→ **Task description**
After the line containing "let placed = board.place_tile(initial, rng);", write nothing more; before it, reproduce every line of the material below exactly, starting with the first.

::: Input :::

impl Board {
    /// Empty floors plus the initial tile at the center of the starting
    /// floor, pre-assigned to zone B.
    pub fn new(rng: &mut GameRng) -> Self {
        let mut board = Self {
            floors: (FLOOR_MIN..=FLOOR_MAX).map(|f| (f, HashMap::new())).collect(),
            zone_assignments: HashMap::new(),
            zone_names: HashMap::new(),
            corrupted: HashSet::new(),
            stairwells: HashMap::new(),
            elevators: HashMap::new(),
            escape_exits: Vec::new(),
            next_synthetic_id: SYNTHETIC_ID_BASE,
        };
        let center = TilePosition {
            x: INITIAL_TILE.0,
            y: INITIAL_TILE.1,
            floor: STARTING_FLOOR,
        };
        let mut initial = PathTile::generated(0, PathTileType::Initial, center, rng);
        initial.zone = Some('B');
        let placed = board.place_tile(initial, rng);
        debug_assert!(placed);
        board
    }

    pub fn next_synthetic_id(&mut self) -> u32 {
        self.next_synthetic_id += 1;
        self.next_synthetic_id
    }

    /// Places a tile. Fails without mutation when the slot is occupied or a
    /// non-initial tile has no same-floor 4-neighbor.
    pub fn place_tile(&mut self, tile: PathTile, rng: &mut GameRng) -> bool {
        if self.tile_at(tile.position).is_some() {
            return false;
        }
        if tile.tile_type != PathTileType::Initial && !self.has_adjacent_tile(tile.position) {
            return false;
        }
        self.insert_tile(tile, rng);
        true
    }

    /// Placement variant for landing tiles reached by falling, stairs or
    /// elevators: an empty floor has no neighbors to be adjacent to, so only
    /// slot occupancy is checked.
    pub fn place_seed_tile(&mut self, tile: PathTile, rng: &mut GameRng) -> bool {
        if self.tile_at(tile.position).is_some() {
            return false;
        }
        self.insert_tile(tile, rng);
        true
    }

    fn insert_tile(&mut self, mut tile: PathTile, rng: &mut GameRng) {
        let pos = tile.position;
        match tile.zone {
            Some(zone) => {
                let _ = self.zone_assignments.entry((pos.x, pos.y)).or_insert(zone);
            }
            None => tile.zone = Some(self.assign_zone(pos, rng)),
        }
        match tile.tile_type {
            PathTileType::Stairwell => self.stairwells.entry(pos.floor).or_default().push(pos),
            PathTileType::Elevator => self.elevators.entry(pos.floor).or_default().push(pos),
            _ => {}
        }
        info!(
            "placed {:?} tile {} at ({},{}) floor {} zone {:?}",
            tile.tile_type, tile.id, pos.x, pos.y, pos.floor, tile.zone
        );
        let _ = self
            .floors
            .entry(pos.floor)
            .or_default()
            .insert((pos.x, pos.y), tile);
    }

    /// Detaches a tile (used when a stairwell is consumed). The returned
    /// tile is flagged removed; queries treat the slot as absent.
    pub fn remove_tile(&mut self, position: TilePosition) -> Option<PathTile> {
        let mut tile = self
            .floors
            .get_mut(&position.floor)?
            .remove(&(position.x, position.y))?;
        tile.removed = true;
        if let Some(index) = self.stairwells.get_mut(&position.floor) {
            index.retain(|p| *p != position);
        }
        if let Some(index) = self.elevators.get_mut(&position.floor) {
            index.retain(|p| *p != position);
        }
        info!(
            "removed tile {} from ({},{}) floor {}",
            tile.id, position.x, position.y, position.floor
        );
        Some(tile)
    }

    pub fn tile_at(&self, position: TilePosition) -> Option<&PathTile> {
        self.floors
            .get(&position.floor)
            .and_then(|floor| floor.get(&(position.x, position.y)))
    }

    pub fn tile_at_position(&self, position: &Position) -> Option<&PathTile> {
        self.tile_at(position.tile_position())
    }

    pub fn tile_by_id(&self, id: u32) -> Option<&PathTile> {
        self.floors
            .values()
            .flat_map(|floor| floor.values())
            .find(|tile| tile.id == id)
    }

    pub fn has_adjacent_tile(&self, position: TilePosition) -> bool {
        position
            .neighbors()
            .iter()
            .any(|neighbor| self.tile_at(*neighbor).is_some())
    }

    /// False when no tile owns the slot, the tile is corrupted or removed,
    /// or the sub-cell is outside the tile's movable set. Wall passing is
    /// the caller's concern (see [`Board::can_enter`]).
    pub fn is_position_movable(&self, position: &Position) -> bool {
        match self.tile_at_position(position) {
            Some(tile) if !tile.corrupted && !tile.removed => {
                tile.is_local_movable(position.local())
            }
            _ => false,
        }
    }

    /// `is_position_movable` plus the disorder-gated wall exception.
    pub fn can_enter(&self, position: &Position, disorder: u8) -> bool {
        match self.tile_at_position(position) {
            Some(tile) if !tile.corrupted && !tile.removed => {
                tile.can_enter_local(position.local(), disorder)
            }
            _ => false,
        }
    }

    /// Reuses a zone from same-floor neighbors for topological continuity,
    /// otherwise hands out an unused letter, otherwise any letter.
    pub fn assign_zone(&mut self, position: TilePosition, rng: &mut GameRng) -> char {
        let key = (position.x, position.y);
        if let Some(zone) = self.zone_assignments.get(&key) {
            return *zone;
        }
        let mut adjacent: Vec<char> = position
            .neighbors()
            .iter()
            .filter_map(|n| self.zone_assignments.get(&(n.x, n.y)).copied())
            .collect();
        adjacent.sort_unstable();
        adjacent.dedup();

        let zone = if let Some(zone) = rng.pick(&adjacent) {
            *zone
        } else {
            let used: HashSet<char> = self.zone_assignments.values().copied().collect();
            let unused: Vec<char> = ZONES.iter().copied().filter(|z| !used.contains(z)).collect();
            match rng.pick(&unused) {
                Some(zone) => *zone,
                None => ZONES[rng.index(ZONES.len())],
            }
        };
        let _ = self.zone_assignments.insert(key, zone);
        zone
    }

    pub fn zone_at(&self, slot: (i32, i32)) -> Option<char> {
        self.zone_assignments.get(&slot).copied()
    }

    pub fn set_zone(&mut self, slot: (i32, i32), zone: char) {
        let _ = self.zone_assignments.insert(slot, zone);
    }

    pub fn zone_slots(&self, zone: char) -> Vec<(i32, i32)> {
        let mut slots: Vec<(i32, i32)> = self
            .zone_assignments
            .iter()
            .filter(|(_, z)| **z == zone)
            .map(|(slot, _)| *slot)
            .collect();
        slots.sort_unstable();
        slots
    }

    pub fn zone_name(&self, zone: char) -> Option<&str> {
        self.zone_names.get(&zone).map(String::as_str)
    }

    pub fn set_zone_name(&mut self, zone: char, name: String) {
        let _ = self.zone_names.insert(zone, name);
    }

    pub fn zone_name_assigned(&self, name: &str) -> bool {
        self.zone_names.values().any(|n| n == name)
    }

    /// Clears all revealed names (duplicate-triggered batch reshuffle).
    pub fn take_zone_names(&mut self) -> Vec<String> {
        let mut names: Vec<String> = self.zone_names.drain().map(|(_, name)| name).collect();
        names.sort_unstable();
        names
    }

    /// Idempotently marks a tile corrupted.
    pub fn corrupt_tile(&mut self, id: u32) -> bool {
        if self.corrupted.contains(&id) {
            return false;
        }
        let Some(tile) = self
            .floors
            .values_mut()
            .flat_map(|floor| floor.values_mut())
            .find(|tile| tile.id == id)
        else {
            return false;
        };
        tile.corrupted = true;
        let _ = self.corrupted.insert(id);
        info!("tile {} became corrupted", id);
        true
    }

    /// Corrupts one uniformly chosen uncorrupted tile, if any.
    pub fn corrupt_random_tile(&mut self, rng: &mut GameRng) -> Option<u32> {
        let mut candidates: Vec<u32> = self
            .all_tiles()
            .filter(|tile| !tile.corrupted)
            .map(|tile| tile.id)
            .collect();
        candidates.sort_unstable();
        let id = *rng.pick(&candidates)?;
        let _ = self.corrupt_tile(id);
        Some(id)
    }

    /// Corruption spreads to same-floor 4-neighbors of already-corrupted
    /// tiles; each candidate corrupts independently with the given rate.
    pub fn spread_corruption(&mut self, rate: f64, rng: &mut GameRng) -> Vec<u32> {
        let mut candidates: HashSet<u32> = HashSet::new();
        for floor in self.floors.values() {
            for tile in floor.values() {
                if !tile.corrupted {
                    continue;
                }
                for neighbor in tile.position.neighbors() {
                    if let Some(adjacent) = self.tile_at(neighbor) {
                        if !adjacent.corrupted {
                            let _ = candidates.insert(adjacent.id);
                        }
                    }
                }
            }
        }
        let mut ordered: Vec<u32> = candidates.into_iter().collect();
        ordered.sort_unstable();

        let mut newly_corrupted = Vec::new();
        for id in ordered {
            if rng.chance(rate) && self.corrupt_tile(id) {
                newly_corrupted.push(id);
            }
        }
        newly_corrupted
    }

    pub fn corruption_percentage(&self) -> f64 {
        corruption_percentage(self.corrupted.len(), self.total_tiles())
    }

    pub fn corrupted_tiles(&self) -> &HashSet<u32> {
        &self.corrupted
    }

    pub fn all_tiles(&self) -> impl Iterator<Item = &PathTile> {
        self.floors.values().flat_map(|floor| floor.values())
    }

    pub fn tiles_on_floor(&self, floor: u8) -> Vec<&PathTile> {
        self.floors
            .get(&floor)
            .map(|tiles| tiles.values().collect())
            .unwrap_or_default()
    }

    pub fn total_tiles(&self) -> usize {
        self.floors.values().map(HashMap::len).sum()
    }

    pub fn stairwells_on(&self, floor: u8) -> &[TilePosition] {
        self.stairwells.get(&floor).map(Vec::as_slice).unwrap_or(&[])
    }

    pub fn elevators_on(&self, floor: u8) -> &[TilePosition] {
        self.elevators.get(&floor).map(Vec::as_slice).unwrap_or(&[])
    }

    pub fn escape_exits(&self) -> &[TilePosition] {
        &self.escape_exits
    }

    pub fn add_escape_exit(&mut self, position: TilePosition) {
        if !self.escape_exits.contains(&position) {
            self.escape_exits.push(position);
        }
    }

    pub fn is_escape_exit(&self, position: TilePosition) -> bool {
        self.escape_exits.contains(&position)
    }

    /// All positions reachable within the movement budget, starting position
    /// excluded. Breadth-first over the sub-cell graph, uniform step cost.
    pub fn valid_moves_from(&self, start: &Position, budget: u32, disorder: u8) -> Vec<Position> {
        let mut visited: HashSet<Position> = HashSet::new();
        let _ = visited.insert(*start);
        let mut frontier: VecDeque<(Position, u32)> = VecDeque::new();
        frontier.push_back((*start, 0));
        let mut reachable = Vec::new();

        while let Some((current, used)) = frontier.pop_front() {
            if used == budget {
                continue;
            }
            for next in current.neighbors() {
                if visited.contains(&next) || !self.can_enter(&next, disorder) {
                    continue;
                }
                let _ = visited.insert(next);
                reachable.push(next);
                frontier.push_back((next, used + 1));
            }
        }
        reachable
    }

    /// A* over the same-floor sub-cell graph, Manhattan heuristic, uniform
    /// cost. Floors are only connected by stairwells and elevators, so a
    /// cross-floor query has no path by construction.
    pub fn find_path(&self, start: &Position, goal: &Position, disorder: u8) -> Option<Vec<Position>> {
        if start.floor != goal.floor {
            return None;
        }
        if start == goal {
            return Some(vec![*start]);
        }

        let mut open: BinaryHeap<std::cmp::Reverse<(u32, Position)>> = BinaryHeap::new();
        let mut came_from: HashMap<Position, Position> = HashMap::new();
        let mut best: HashMap<Position, u32> = HashMap::new();
        let _ = best.insert(*start, 0);
        open.push(std::cmp::Reverse((start.manhattan(goal), *start)));

        while let Some(std::cmp::Reverse((_, current))) = open.pop() {
            if current == *goal {
                let mut path = vec![current];
                let mut cursor = current;
                while let Some(previous) = came_from.get(&cursor) {
                    path.push(*previous);
                    cursor = *previous;
                }
                path.reverse();
                return Some(path);
            }
            let current_cost = *best.get(&current)?;
            for next in current.neighbors() {
                if !self.can_enter(&next, disorder) {
                    continue;
                }
                let tentative = current_cost + 1;
                if tentative < *best.get(&next).unwrap_or(&u32::MAX) {
                    let _ = came_from.insert(next, current);
                    let _ = best.insert(next, tentative);
                    open.push(std::cmp::Reverse((tentative + next.manhattan(goal), next)));
                }
            }
        }
        None
    }

    pub fn snapshot(&self) -> BoardSnapshot {
        BoardSnapshot {
            floors: self
                .floors
                .iter()
                .map(|(floor, tiles)| {
                    let mut entries: Vec<TileSnapshot> =
                        tiles.values().map(TileSnapshot::of).collect();
                    entries.sort_by_key(|t| t.position);
                    (*floor, entries)
                })
                .collect(),
            zone_assignments: self
                .zone_assignments
                .iter()
                .map(|((x, y), zone)| (format!("{},{}", x, y), *zone))
                .collect(),
            zone_names: self.zone_names.clone(),
            corrupted_tiles: {
                let mut ids: Vec<u32> = self.corrupted.iter().copied().collect();
                ids.sort_unstable();
                ids
            },
            corruption_percentage: self.corruption_percentage(),
            stairwells: self.stairwells.clone(),
            elevators: self.elevators.clone(),
            escape_exits: self.escape_exits.clone(),
        }
    }
}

:::

→ **Answer to the exercise**
impl Board {
    /// Empty floors plus the initial tile at the center of the starting
    /// floor, pre-assigned to zone B.
    pub fn new(rng: &mut GameRng) -> Self {
        let mut board = Self {
            floors: (FLOOR_MIN..=FLOOR_MAX).map(|f| (f, HashMap::new())).collect(),
            zone_assignments: HashMap::new(),
            zone_names: HashMap::new(),
            corrupted: HashSet::new(),
            stairwells: HashMap::new(),
            elevators: HashMap::new(),
            escape_exits: Vec::new(),
            next_synthetic_id: SYNTHETIC_ID_BASE,
        };
        let center = TilePosition {
            x: INITIAL_TILE.0,
            y: INITIAL_TILE.1,
            floor: STARTING_FLOOR,
        };
        let mut initial = PathTile::generated(0, PathTileType::Initial, center, rng);
        initial.zone = Some('B');
        let placed = board.place_tile(initial, rng);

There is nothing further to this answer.